El Consumidor de la Religión
Kia, en su Manifestación Trascendental y Concebible
No posee nombre mediante el que ser designado. Lo llamo Kia y no me atrevo a reclamarlo como yo mismo.
El Kia que puede ser expresado por ideas concebibles, no es el Kia eterno que quema toda creencia, sino que
es el arquetipo de “yo”, la esclavitud de la mortalidad. Esforzándome por describir “ello”, escribo lo que
podría ser pero no es habitualmente llamado el “libro de las mentiras”[3]. Lo heterodoxo de lo originable, una
“vista” ligera que de algún modo comunica a través de lo fortuito que la verdad está en alguna parte. El Kia
que puede ser expresado vagamente en palabras es el “Tampoco-Tampoco”, el “Yo” sin modificar en la
sensación de la omnipresencia, la iluminación transcrita simbólicamente en el alfabeto sagrado, del que
escribiré en breve. Su emanación es su propia intensidad, pero no necesidad, ha existido y existirá siempre, la
cuantía virgen; por su exhuberancia hemos obtenido existencia. ¿Quién se atrevería a decir dónde, por qué y
cómo es relacionado? Por la labor del tiempo el que duda habita su límite. No relacionado con, pero
permitiendo todas las cosas, evita la concepción, y es aun así la quintaesencia de la concepción permeando
placer sobre el significado. Anterior al Cielo y la Tierra, en su aspecto que trasciende estos pero no la
inteligencia, puede ser considerado como el principio sexual primordial, la idea del placer en el auto-amor.
Sólo aquel que ha logrado la postura de muerte puede detener esta nueva sexualidad, y su todopoderoso amor
satisfecho. Aquel que es siempre servil a la creencia, atascado por el deseo, se identifica con ello y no puede
más que ver insatisfechas[4] sus ramificaciones infinitas. El progenitor de sí mismo y de todas las cosas, pero
que a lo que se parece es a nada, esta sexualidad en su temprana simplicidad, abarca lo eterno. El tiempo no
lo ha cambiado, así pues lo llamo nuevo. Este principio sexual ancestral y la idea del yo son uno y lo mismo,
esta igualdad su extorsión e infinitas posibilidades, la dualidad temprana, el misterio de misterios, la Esfinge
a las puertas de toda espiritualidad. Todas las ideas concebibles comienzan y terminan como luz en su
emoción, el éxtasis que induce la creación de la idea. La idea es unidad por la fórmula del yo, su necesaria
realidad como continuidad, la cuestión de todas las cosas, todo este universo visible e invisible ha provenido
de ello. Como la unidad concibió la dualidad, procreó la trinidad, procreó tetragrammaton. Dualidad siendo
unidad, es tiempo, el complejo de la concepción, el reflujo eterno hacia la realidad primitiva en la libertad
-siendo trinidad de dualidades, son los seis sentidos, las cinco facetas del sexo-, proyectándose como entorno
para su auto-asimilación en denegación, como una sexualidad completa. Siendo tetragrammaton de
dualidades tiene doce caras por acuerdo, el complejo humano, y podría llamarse los doce mandamientos del
creyente. Imagina el eterno decimal, es multiplicidad abrazando eternidad, desde donde surgen las múltiples
formas, que constituyen la existencia. Vitalizada por el aliento del auto-amor, la vida es consciente del uno.

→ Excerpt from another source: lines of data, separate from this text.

#![cfg(test)]

use std::ptr::NonNull;

use super::*;
use crate::util::alloc::CountedDrop;

#[test]
fn test_states() {
    let empty: OwningHandle<u32> = OwningHandle::new();
    assert!(empty.state().is_empty());
    assert_eq!(empty.get(), None);

    let owning = OwningHandle::new_with(5_u32);
    assert!(owning.state().is_owning());
    assert_eq!(owning.get(), Some(&5));

    let adopted = OwningHandle::from_box(Box::new(6_u32));
    assert_eq!(adopted.state(), HandleState::Owning);

    let from_none: OwningHandle<u32> = OwningHandle::from(None);
    assert!(from_none.is_empty());
}

#[test]
fn test_drop() {
    let counter = CountedDrop::new();
    let handle = OwningHandle::new_with(counter.clone());

    assert_eq!(counter.drops(), 0);
    drop(handle);
    assert_eq!(counter.drops(), 1, "Dropping the handle should destroy the value once.");

    let empty: OwningHandle<CountedDrop> = OwningHandle::new();
    drop(empty);
    assert_eq!(counter.drops(), 1, "Dropping an empty handle should do nothing.");
}

#[test]
fn test_move_uniqueness() {
    let counter = CountedDrop::new();
    let mut a = OwningHandle::new_with(counter.clone());
    let value_ptr = a.ptr;

    let b = a.take();
    assert!(a.is_empty(), "The source of a move should be left empty.");
    assert_eq!(b.ptr, value_ptr, "The destination should own the original value.");

    drop(a);
    assert_eq!(counter.drops(), 0, "Dropping the moved-from handle shouldn't touch the value.");

    fn consumer(handle: OwningHandle<CountedDrop>) -> bool {
        handle.is_owning()
    }

    assert!(consumer(b));
    assert_eq!(
        counter.drops(),
        1,
        "The value should be destroyed when the consuming function returns."
    );
}

#[test]
fn test_move_from() {
    let old = CountedDrop::new();
    let new = CountedDrop::new();
    let mut destination = OwningHandle::new_with(old.clone());
    let mut source = OwningHandle::new_with(new.clone());

    destination.move_from(&mut source);

    assert_eq!(old.drops(), 1, "The destination's previous value should be destroyed.");
    assert_eq!(new.drops(), 0, "The transferred value should still be alive.");
    assert!(source.is_empty());
    assert!(destination.is_owning());

    let mut empty = OwningHandle::new();
    destination.move_from(&mut empty);
    assert_eq!(new.drops(), 1, "Moving an empty handle in should destroy the held value.");
    assert!(destination.is_empty());
}

#[test]
#[allow(clippy::self_assignment)]
fn test_self_move() {
    let counter = CountedDrop::new();
    let mut handle = OwningHandle::new_with(counter.clone());
    let value_ptr = handle.ptr;

    handle = handle;

    assert_eq!(counter.drops(), 0, "A self move shouldn't destroy the value.");
    assert_eq!(handle.ptr, value_ptr);
}

#[test]
fn test_release() {
    let counter = CountedDrop::new();
    let mut handle = OwningHandle::new_with(counter.clone());

    let value = handle.release().expect("the handle owns a value");
    assert!(handle.is_empty());
    assert_eq!(handle.release().map(|_| ()), None, "Releasing twice should yield nothing.");

    drop(handle);
    assert_eq!(counter.drops(), 0, "The released value should outlive the handle.");

    drop(value);
    assert_eq!(counter.drops(), 1, "The caller should be responsible for the value.");
}

#[test]
fn test_raw_round_trip() {
    let counter = CountedDrop::new();
    let mut handle = OwningHandle::new_with(counter.clone());

    let ptr: NonNull<CountedDrop> = handle.release_raw().expect("the handle owns a value");
    drop(handle);
    assert_eq!(counter.drops(), 0);

    // SAFETY: ptr was just released and nothing else owns it.
    let readopted = unsafe { OwningHandle::from_raw(ptr) };
    assert!(readopted.is_owning());
    drop(readopted);
    assert_eq!(counter.drops(), 1);
}

#[test]
fn test_reset_and_get_mut() {
    let first = CountedDrop::new();
    let mut handle = OwningHandle::new_with(first.clone());

    handle.reset(None);
    assert_eq!(first.drops(), 1);
    assert!(handle.is_empty());

    let mut numbers = OwningHandle::new_with(vec![1, 2]);
    if let Some(numbers) = numbers.get_mut() {
        numbers.push(3);
    }
    assert_eq!(numbers.get(), Some(&vec![1, 2, 3]));

    numbers.reset(Some(Box::new(vec![4])));
    assert_eq!(numbers.get(), Some(&vec![4]));
}

#[test]
fn test_debug() {
    assert_eq!(format!("{:?}", OwningHandle::new_with(3)), "Owning(3)");
    assert_eq!(format!("{:?}", OwningHandle::<u8>::new()), "Empty");
}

El Yo siendo la fuerza opuesta, es alternativamente conflicto, armonía, vida y muerte. Estos cuatro principios
son uno y el mismo -la concepción considerada como el “yo” completo o consciencia-, por tanto podrían ser
mezclados en unidad y Simbolizados. Una forma hecha dos, que muestra tres caras y tiene cuatro
direcciones.
3: Sobre este “Yo”; toda concepción es el principio dual, la ley que es su concepción.

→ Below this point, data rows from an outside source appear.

//! A module containing [`OwningHandle`], a move-only owner of a single heap value, and its
//! [`HandleState`].
#![warn(missing_docs)]

mod owning_handle;
mod tests;

pub use owning_handle::*;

4: El principio sexual sin modificar refractado a través del principio dual emana la infinita
variedad de emociones o sexualidades, que podrían ser consideradas sus ramificaciones.
La Ley Trascendental, la Ley y Testamento de lo “Nuevo”
La ley de Kia es su propio árbitro; más allá de lo inevitable, ¿quién puede comprender al Kia sin nombre?
Obvio pero ininteligible, sin forma, su diseño de la mayor excelencia. Su deseo es su superabundancia,
¿quién puede afirmar su misterioso propósito? A través de nuestro conocimiento se vuelve más oscuro, más
remoto, y nuestra fé se torna opacidad. Sin atributo, no conozco su nombre. ¡Cuán libre es, que no necesita
soberanía! (los Reinos son sus propios saqueadores). Sin linaje, ¿quién se atreve a reivindicar relación? Sin
virtud, ¡cuán satisfactorio el auto-amor en su moral! Cuán poderoso es, en su afirmación de “No necesita ser-
No importa”! Auto-amor en perspectiva completa, sirve a su propio propósito invencible de éxtasis. El
éxtasis supremo simulando oposición es su equilibrio. No sufre daño, tampoco trabaja. ¿Acaso no es autoatrayente
e independiente? De seguro no podemos llamarlo equilibrio. Si tan sólo pudiéramos imitar su ley,
sin darse órdenes toda creación se uniría y serviría a nuestro propósito en placer y armonía. Kia
trascendiendo la concepción, es constante e inagotable, no hay necesidad de iluminación para verlo. ¡Si
abrimos nuestras bocas para hablar de ello, no hablamos de ello sino de nuestra dualidad, por poderosa que
sea en su temprana simplicidad! Kia sin concebir, produce su encuentro como la completitud de la creación.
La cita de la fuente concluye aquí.